Govt needs to help battle syphilis, doctors say

8:06 pm on 18 July 2018

Doctors are urging the government to step up in the fight against sharply rising rates of syphilis - which has taken the lives of two babies.

The man's GP believed he was getting counselling for his depression.

The man's GP believed he was getting counselling for his depression. Photo: 123RF

In a letter to the Associate Health Minister Julie Anne Genter, the Royal Australasian College of Physicians (RACP) said there has now been cases of congenital syphilis, where an infection was passed on from a pregnant woman to her unborn baby.

Earlier this year, the Ministry of Heath said the number of New Zealanders with syphilis has doubled over the last two years.

The symptoms of syphilis depend on the stage of infection, but can include genital ulcers or warty growths, rashes, fever and hair loss.

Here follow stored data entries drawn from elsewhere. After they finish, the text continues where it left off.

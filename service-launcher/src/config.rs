use ::config::{Config, Environment, File};
use serde::{Deserialize, Serialize};
use std::collections::HashSet;
use std::path::{Path, PathBuf};
use std::time::Duration;

use crate::error::{LauncherError, Result};
use crate::process::models::Port;

/// File picked up from the working directory when `--config` is not given.
pub const DEFAULT_CONFIG_FILE: &str = "launcher.toml";

/// Prefix for environment overrides, e.g. `LAUNCHER_SETTLE_DELAY_SECS=2`.
pub const ENV_PREFIX: &str = "LAUNCHER";

fn default_required() -> bool {
    true
}

/// What to execute for a service.
///
/// A plain string is handed to `sh -c`; an array is exec'd as-is.
#[derive(Debug, Clone, PartialEq, Eq, Serialize, Deserialize)]
#[serde(untagged)]
pub enum CommandLine {
    Shell(String),
    Argv(Vec<String>),
}

impl CommandLine {
    pub fn shell(line: impl Into<String>) -> Self {
        CommandLine::Shell(line.into())
    }

    pub fn argv<I, S>(args: I) -> Self
    where
        I: IntoIterator<Item = S>,
        S: Into<String>,
    {
        CommandLine::Argv(args.into_iter().map(Into::into).collect())
    }

    pub fn is_empty(&self) -> bool {
        match self {
            CommandLine::Shell(line) => line.trim().is_empty(),
            CommandLine::Argv(args) => args.first().map_or(true, |p| p.is_empty()),
        }
    }

    /// Program and arguments as they will be passed to the OS.
    pub fn program_and_args(&self) -> (&str, Vec<&str>) {
        match self {
            CommandLine::Shell(line) => ("sh", vec!["-c", line.as_str()]),
            CommandLine::Argv(args) => match args.split_first() {
                Some((program, rest)) => {
                    (program.as_str(), rest.iter().map(String::as_str).collect())
                }
                None => ("", Vec::new()),
            },
        }
    }
}

impl std::fmt::Display for CommandLine {
    fn fmt(&self, f: &mut std::fmt::Formatter<'_>) -> std::fmt::Result {
        match self {
            CommandLine::Shell(line) => write!(f, "{}", line),
            CommandLine::Argv(args) => write!(f, "{}", args.join(" ")),
        }
    }
}

/// Immutable description of one service to launch.
#[derive(Debug, Clone, Serialize, Deserialize, PartialEq)]
pub struct ServiceSpec {
    name: String,
    command: CommandLine,
    working_directory: PathBuf,
    port: Port,
    /// A failed launch of a required service aborts the run.
    #[serde(default = "default_required")]
    required: bool,
}

impl ServiceSpec {
    pub fn new(
        name: impl Into<String>,
        command: CommandLine,
        working_directory: impl Into<PathBuf>,
        port: Port,
    ) -> Self {
        Self {
            name: name.into(),
            command,
            working_directory: working_directory.into(),
            port,
            required: true,
        }
    }

    pub fn optional(mut self) -> Self {
        self.required = false;
        self
    }

    pub fn name(&self) -> &str {
        &self.name
    }

    pub fn command(&self) -> &CommandLine {
        &self.command
    }

    pub fn working_directory(&self) -> &Path {
        &self.working_directory
    }

    pub fn port(&self) -> Port {
        self.port
    }

    pub fn is_required(&self) -> bool {
        self.required
    }

    /// Same spec with its working directory anchored under `base`.
    pub fn resolved_against(&self, base: &Path) -> Self {
        let mut spec = self.clone();
        if spec.working_directory.is_relative() {
            spec.working_directory = base.join(&self.working_directory);
        }
        spec
    }
}

/// How readiness is checked once every launch has been issued.
#[derive(Debug, Clone, PartialEq, Serialize, Deserialize, Default)]
#[serde(tag = "mode", rename_all = "snake_case")]
pub enum ReadinessMode {
    /// Wait the settle delay, probe every port once.
    #[default]
    SingleShot,
    /// Wait the settle delay, then re-probe inactive ports every
    /// `interval_ms` until they are up or `timeout_secs` has elapsed.
    Poll { interval_ms: u64, timeout_secs: f64 },
}

#[derive(Debug, Deserialize, Serialize, Clone)]
#[serde(default)]
pub struct LauncherConfig {
    /// Ports to reap before launching and to probe afterwards.
    /// Empty means "the ports of the configured services".
    pub ports: Vec<Port>,
    /// Launched in order.
    pub services: Vec<ServiceSpec>,
    /// Anchor for relative paths. Defaults to the current directory.
    pub base_dir: Option<PathBuf>,
    /// Shared append-only log receiving every child's stdout and stderr.
    pub log_file: PathBuf,
    pub settle_delay_secs: f64,
    pub readiness: ReadinessMode,
    /// Upper bound on a single connection attempt while probing.
    pub probe_timeout_ms: u64,
    /// Runtime whose version is reported for diagnostics.
    pub runtime_binary: String,
    pub runtime_version_arg: String,
}

impl Default for LauncherConfig {
    fn default() -> Self {
        Self {
            ports: vec![3000, 5173],
            services: vec![
                ServiceSpec::new("server", CommandLine::shell("node index.js"), "server", 3000),
                ServiceSpec::new(
                    "client",
                    CommandLine::shell("npm run dev -- --host"),
                    "client",
                    5173,
                ),
            ],
            base_dir: None,
            log_file: PathBuf::from("service_log.txt"),
            settle_delay_secs: 5.0,
            readiness: ReadinessMode::SingleShot,
            probe_timeout_ms: 500,
            runtime_binary: "node".to_string(),
            runtime_version_arg: "-v".to_string(),
        }
    }
}

impl LauncherConfig {
    /// Layers compiled defaults, the TOML file and `LAUNCHER_*` environment variables.
    ///
    /// An explicit `path` must exist; the implicit `launcher.toml` may be absent.
    pub fn load(path: Option<&Path>) -> Result<Self> {
        let file = match path {
            Some(p) => File::from(p.to_path_buf()).required(true),
            None => File::with_name(DEFAULT_CONFIG_FILE).required(false),
        };

        let config = Config::builder()
            .add_source(file)
            .add_source(
                Environment::with_prefix(ENV_PREFIX)
                    .prefix_separator("_")
                    .separator("__")
                    .try_parsing(true),
            )
            .build()?;

        let loaded: LauncherConfig = config.try_deserialize()?;
        loaded.validate()?;
        Ok(loaded)
    }

    pub fn validate(&self) -> Result<()> {
        if self.services.is_empty() {
            return Err(LauncherError::InvalidConfig(
                "at least one service must be configured".into(),
            ));
        }

        let mut names = HashSet::new();
        for service in &self.services {
            if !names.insert(service.name()) {
                return Err(LauncherError::InvalidConfig(format!(
                    "duplicate service name '{}'",
                    service.name()
                )));
            }
            if service.command().is_empty() {
                return Err(LauncherError::InvalidConfig(format!(
                    "service '{}' has an empty command",
                    service.name()
                )));
            }
        }

        if Duration::try_from_secs_f64(self.settle_delay_secs).is_err() {
            return Err(LauncherError::InvalidConfig(format!(
                "settle delay must be a non-negative, representable number of seconds, got {}",
                self.settle_delay_secs
            )));
        }

        if let ReadinessMode::Poll {
            interval_ms,
            timeout_secs,
        } = self.readiness
        {
            if interval_ms == 0 || Duration::try_from_secs_f64(timeout_secs).is_err() {
                return Err(LauncherError::InvalidConfig(format!(
                    "poll readiness needs a positive interval and a non-negative, representable \
                     timeout, got {}ms / {}s",
                    interval_ms, timeout_secs
                )));
            }
        }

        Ok(())
    }

    pub fn base_dir(&self) -> PathBuf {
        match &self.base_dir {
            Some(dir) => dir.clone(),
            None => std::env::current_dir().unwrap_or_else(|_| PathBuf::from(".")),
        }
    }

    pub fn log_path(&self) -> PathBuf {
        if self.log_file.is_absolute() {
            self.log_file.clone()
        } else {
            self.base_dir().join(&self.log_file)
        }
    }

    /// Ports to reap and probe: the configured `ports` followed by every
    /// service port not already listed, without duplicates.
    ///
    /// Every service port is always included, so no service is launched onto
    /// a port that was not reaped first.
    pub fn effective_ports(&self) -> Vec<Port> {
        let mut seen = HashSet::new();
        self.ports
            .iter()
            .copied()
            .chain(self.services.iter().map(ServiceSpec::port))
            .filter(|p| seen.insert(*p))
            .collect()
    }

    /// Saturates instead of panicking on values `validate` would reject.
    pub fn settle_delay(&self) -> Duration {
        secs_to_duration(self.settle_delay_secs)
    }

    pub fn probe_timeout(&self) -> Duration {
        Duration::from_millis(self.probe_timeout_ms)
    }
}

/// Seconds to a `Duration`: negative or NaN becomes zero, too large becomes `Duration::MAX`.
pub fn secs_to_duration(secs: f64) -> Duration {
    match Duration::try_from_secs_f64(secs) {
        Ok(d) => d,
        Err(_) if secs > 0.0 => Duration::MAX,
        Err(_) => Duration::ZERO,
    }
}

"The main concern is that we have a disease that was on the way out, which is now coming back. It's a disease we would not expect to be troubled with in New Zealand, in our health system," said Dr Jeff Brown, who penned the letter.

There had been increasing difficulty in accessing sexual health services, particularly in Auckland, where clinics had been cut back, Dr Brown said.

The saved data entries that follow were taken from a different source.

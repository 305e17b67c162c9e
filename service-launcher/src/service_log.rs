use log::warn;
use std::fs::{File, OpenOptions};
use std::io::Write;
use std::path::{Path, PathBuf};

use crate::error::{LauncherError, Result};

/// Marker in front of the launcher's own lines in the shared log.
pub const STATUS_PREFIX: &str = "[launcher]";

/// The run's shared append-only log.
///
/// Every launched child gets a duplicate of this handle as stdout and stderr,
/// so their output lands in arrival order. The launcher's status lines go
/// into the same file. The handle is released when the value drops.
#[derive(Debug)]
pub struct ServiceLog {
    path: PathBuf,
    file: File,
}

impl ServiceLog {
    /// Opens (creating if needed) `path` in append mode. Never truncates.
    pub fn open(path: impl Into<PathBuf>) -> Result<Self> {
        let path = path.into();
        let file = OpenOptions::new()
            .create(true)
            .append(true)
            .open(&path)
            .map_err(|source| LauncherError::LogFile {
                path: path.clone(),
                source,
            })?;
        Ok(Self { path, file })
    }

    pub fn path(&self) -> &Path {
        &self.path
    }

    /// A second descriptor on the same open file, for a child's stdio.
    pub fn attach(&self) -> std::io::Result<File> {
        self.file.try_clone()
    }

    /// Appends one prefixed line with a single write.
    pub fn write_line(&self, line: &str) -> std::io::Result<()> {
        let record = format!("{} {}\n", STATUS_PREFIX, line);
        (&self.file).write_all(record.as_bytes())
    }

    /// Prints a status line for the operator and mirrors it into the log.
    pub fn status(&self, line: &str) {
        println!("{}", line);
        if let Err(e) = self.write_line(line) {
            warn!("ServiceLog: could not append to {:?}: {}", self.path, e);
        }
    }
}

There are only eight full-time sexual health specialists employed across the country, he said.

The RACP is asking the government to establish an electronic surveillance system that correctly tracks cases of the infection, and to resource services appropriately to curb the spread of the disease.

Ms Genter said the previous government hadn't made sexual health a priority, or taken action on the syphilis increase.

She also blamed them for not putting sexual health targets in place - so funding to fight an increase in illness in HIV and syphilis was not made available.

An awareness campaign in Auckland made some improvement to the numbers in the region.

"Even when we were in opposition last year it was clear that syphilis figures were increasing, in fact they've come down slightly in Auckland.

"So I'd say there's already been a bit of a response which has been effective but we need to ramp that up, and the physicians are absolutely right to raise awareness of the issue."

It was obvious there needed to be a huge focus on prevention, testing and treatment, Ms Genter said.

A review of the health system is currently underway.